In connection with our loan facility from the United States Department of Energy (DOE Loan Facility) we have issued the DOE a convertible warrant to purchase up to 3,085,011 shares of our common stock, at an exercise price of $7.54 per share, and a warrant to purchase up to 5,100 shares of our common stock, at an exercise price of $8.94 per share. The shares subject to the warrants will vest and become exercisable beginning on December 15, 2018 in quarterly amounts through December 14, 2022 proportionately based on the average outstanding balance of the loan during the prior quarter. If we prepay our DOE Loan Facility in full or in part, the total amount of shares exercisable under the warrants will be proportionately reduced. If not exercised, these warrants will expire after December 15, 2023. Upon an event of default either arising from a change of control or any other event of default that is not cured after a certain period, the warrants will vest with respect to all unvested shares then remaining under the warrants. Prior to December 15, 2018, the warrants are transferable by the DOE only to other federal agencies of the United States government. After December 15, 2018, the warrants are transferable to any other person or entity. The warrants contain provisions for the adjustment of the exercise price and the number of shares issuable upon exercise in the event of stock dividends, stock splits, reorganizations, and reclassifications, consolidations and the like.
Stockholder Registration Rights
Certain holders of unregistered common stock purchased in private placements, or their permitted transferees (Registration Rights Holders), are entitled to rights with respect to the registration of such shares under the Securities Act. These rights are provided under the terms of an investors rights agreement between us and the holders of these shares, and include demand registration rights, short-form registration rights and piggyback registration rights. All fees, costs and expenses of underwritten registrations will be borne by us and all selling expenses, including underwriting discounts and selling commissions, will be borne by the holders of the shares being registered.

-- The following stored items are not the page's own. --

//! Error types for inline style parsing.

use thiserror::Error;

/// Errors that can occur while parsing inline declarations.
///
/// # Examples
///
/// ```rust
/// use gcss::parser::parse_inline_style;
///
/// // A width needs a numeric value
/// let result = parse_inline_style("width: wide");
/// assert!(result.is_err());
/// ```
#[derive(Error, Debug, Clone, PartialEq)]
pub enum GcssError {
    /// The declaration list itself could not be tokenized.
    #[error("syntax error: {0}")]
    InvalidSyntax(String),

    /// A known property carried a value it does not accept.
    #[error("invalid value for `{property}`: {value}")]
    InvalidValue { property: String, value: String },
}
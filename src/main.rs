//! Terminal gallery demo.
//!
//! Lays out a set of "photos" of assorted aspect ratios and lays them out
//! again as the terminal is resized. One terminal cell stands for
//! `CELL_WIDTH × CELL_HEIGHT` pixels.
//!
//! ```text
//! cargo run -- "container: #gallery; items-per-row: 3; space: 16px"
//! SIMPLERY_LOG=gallery.log cargo run
//! ```
//!
//! Press `q` or `Esc` to quit.

use std::io::{self, Write};

use crossterm::event::{Event, EventStream, KeyCode};
use crossterm::style::Print;
use crossterm::{cursor, execute, queue, terminal};
use futures::StreamExt;
use simplery::log::LevelFilter;
use simplery::testing::{ElementId, ItemShape, TestDocument};
use simplery::{Gallery, GalleryHost, LayoutResult, Options, ResizeController, init_logger};

const CELL_WIDTH: f64 = 8.0;
const CELL_HEIGHT: f64 = 16.0;
const DEFAULT_OPTIONS: &str = "container: #gallery; items-per-row: 4; space: 8px";
const RATIOS: [f64; 14] = [
    0.75, 1.5, 1.0, 0.6, 1.25, 0.8, 1.33, 0.5, 1.0, 0.9, 1.6, 0.7, 1.1, 0.66,
];

/// A box in terminal cells.
#[derive(Debug, Clone, Copy)]
struct CellRect {
    x: u16,
    y: u16,
    width: u16,
    height: u16,
}

impl CellRect {
    fn from_px(left: f64, top: f64, width: f64, height: f64) -> Self {
        let cells = |px: f64, cell: f64| (px / cell).round().max(0.0) as u16;
        Self {
            x: cells(left, CELL_WIDTH),
            y: cells(top, CELL_HEIGHT),
            width: cells(width, CELL_WIDTH),
            height: cells(height, CELL_HEIGHT),
        }
    }
}

#[tokio::main]
async fn main() -> simplery::Result<()> {
    if let Ok(path) = std::env::var("SIMPLERY_LOG") {
        init_logger(path, LevelFilter::Debug)?;
    }

    let declarations = std::env::args()
        .nth(1)
        .unwrap_or_else(|| DEFAULT_OPTIONS.to_string());
    let options = Options::from_declarations(&declarations)?;

    let (cols, rows) = terminal::size()?;
    let mut doc = TestDocument::new(cols as f64 * CELL_WIDTH, rows as f64 * CELL_HEIGHT);
    doc.add_container("gallery", None);
    for ratio in RATIOS {
        doc.add_item(ItemShape::AspectRatio(ratio));
    }

    let mut gallery = Gallery::create(&options, &mut doc)?;
    let mut controller = ResizeController::new(gallery.config().resize_delay);

    terminal::enable_raw_mode()?;
    let mut stdout = io::stdout();
    execute!(stdout, terminal::EnterAlternateScreen, cursor::Hide)?;

    let result = run(&mut gallery, &mut doc, &mut controller, &mut stdout).await;

    execute!(stdout, cursor::Show, terminal::LeaveAlternateScreen)?;
    terminal::disable_raw_mode()?;
    result
}

async fn run(
    gallery: &mut Gallery<ElementId>,
    doc: &mut TestDocument,
    controller: &mut ResizeController,
    stdout: &mut io::Stdout,
) -> simplery::Result<()> {
    let mut events = EventStream::new();
    draw(stdout, doc, gallery.items(), gallery.last_layout())?;

    loop {
        tokio::select! {
            maybe_event = events.next() => {
                match maybe_event {
                    Some(Ok(Event::Key(key)))
                        if matches!(key.code, KeyCode::Char('q') | KeyCode::Esc) =>
                    {
                        break;
                    }
                    Some(Ok(Event::Resize(cols, rows))) => {
                        doc.set_viewport(cols as f64 * CELL_WIDTH, rows as f64 * CELL_HEIGHT);
                        controller.notify();
                    }
                    Some(Ok(_)) => {}
                    Some(Err(e)) => return Err(e.into()),
                    None => break,
                }
            }

            Some(_) = controller.next() => {
                gallery.on_resize(doc);
                draw(stdout, doc, gallery.items(), gallery.last_layout())?;
            }
        }
    }

    Ok(())
}

fn draw(
    out: &mut impl Write,
    doc: &TestDocument,
    items: &[ElementId],
    layout: &LayoutResult,
) -> io::Result<()> {
    let (cols, rows) = terminal::size()?;
    queue!(out, terminal::Clear(terminal::ClearType::All))?;

    for placement in &layout.placements {
        let padding = placement.padding;
        let px = |length: simplery::gcss::Length| length.as_px().unwrap_or(0.0);
        let height = doc.offset_height(items[placement.index]);

        // Draw the content box so gutters stay visible.
        let rect = CellRect::from_px(
            placement.left + px(padding.left),
            placement.top + px(padding.top),
            placement.width - px(padding.left) - px(padding.right),
            height - px(padding.top) - px(padding.bottom),
        );
        draw_box(out, rect, (cols, rows), &format!("#{}", placement.index))?;
    }

    let status = format!(
        " {} items · item width {}px · height {}px · q to quit ",
        layout.placements.len(),
        layout.item_width,
        layout.height
    );
    let status: String = status.chars().take(cols as usize).collect();
    queue!(out, cursor::MoveTo(0, rows.saturating_sub(1)), Print(status))?;
    out.flush()
}

fn draw_box(
    out: &mut impl Write,
    rect: CellRect,
    bounds: (u16, u16),
    label: &str,
) -> io::Result<()> {
    let (cols, rows) = bounds;
    if rect.width < 2 || rect.height < 2 || rect.x >= cols {
        return Ok(());
    }
    let visible = (cols - rect.x) as usize;
    let last_x = rect.width - 1;
    let last_y = rect.height - 1;

    for dy in 0..rect.height {
        let y = rect.y.saturating_add(dy);
        if y >= rows.saturating_sub(1) {
            break; // Status line
        }
        let line: String = (0..rect.width)
            .map(|dx| match (dx, dy) {
                (0, 0) => '┌',
                (x, 0) if x == last_x => '┐',
                (0, y) if y == last_y => '└',
                (x, y) if x == last_x && y == last_y => '┘',
                (_, 0) => '─',
                (_, y) if y == last_y => '─',
                (0, _) => '│',
                (x, _) if x == last_x => '│',
                _ => ' ',
            })
            .take(visible)
            .collect();
        queue!(out, cursor::MoveTo(rect.x, y), Print(line))?;
    }

    if rect.height > 2 && rect.width > 2 {
        let label: String = label
            .chars()
            .take((rect.width - 2) as usize)
            .take(visible.saturating_sub(1))
            .collect();
        let y = rect.y.saturating_add(1);
        if y < rows.saturating_sub(1) {
            queue!(out, cursor::MoveTo(rect.x + 1, y), Print(label))?;
        }
    }
    Ok(())
}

The registration rights terminate with respect to the registration rights of an individual holder after the date that is five years following such time when the holder can sell all of the holders shares in any three month period under Rule 144 or another similar exemption under the Securities Act, unless such holder holds at least 2% of our voting stock.
Demand Registration Rights
The Registration Rights Holders are currently entitled to demand registration rights. Under the terms of the investors rights agreement, we will be required, at our expense, upon the written request of holders of a majority of these shares, to use our best efforts to register all or a portion of these shares for public resale. We are required to effect only two registrations pursuant to this provision of the investors rights agreement. In addition, we are required to effect up to two separate registrations upon the written request of Blackstar Investco LLC, or Blackstar.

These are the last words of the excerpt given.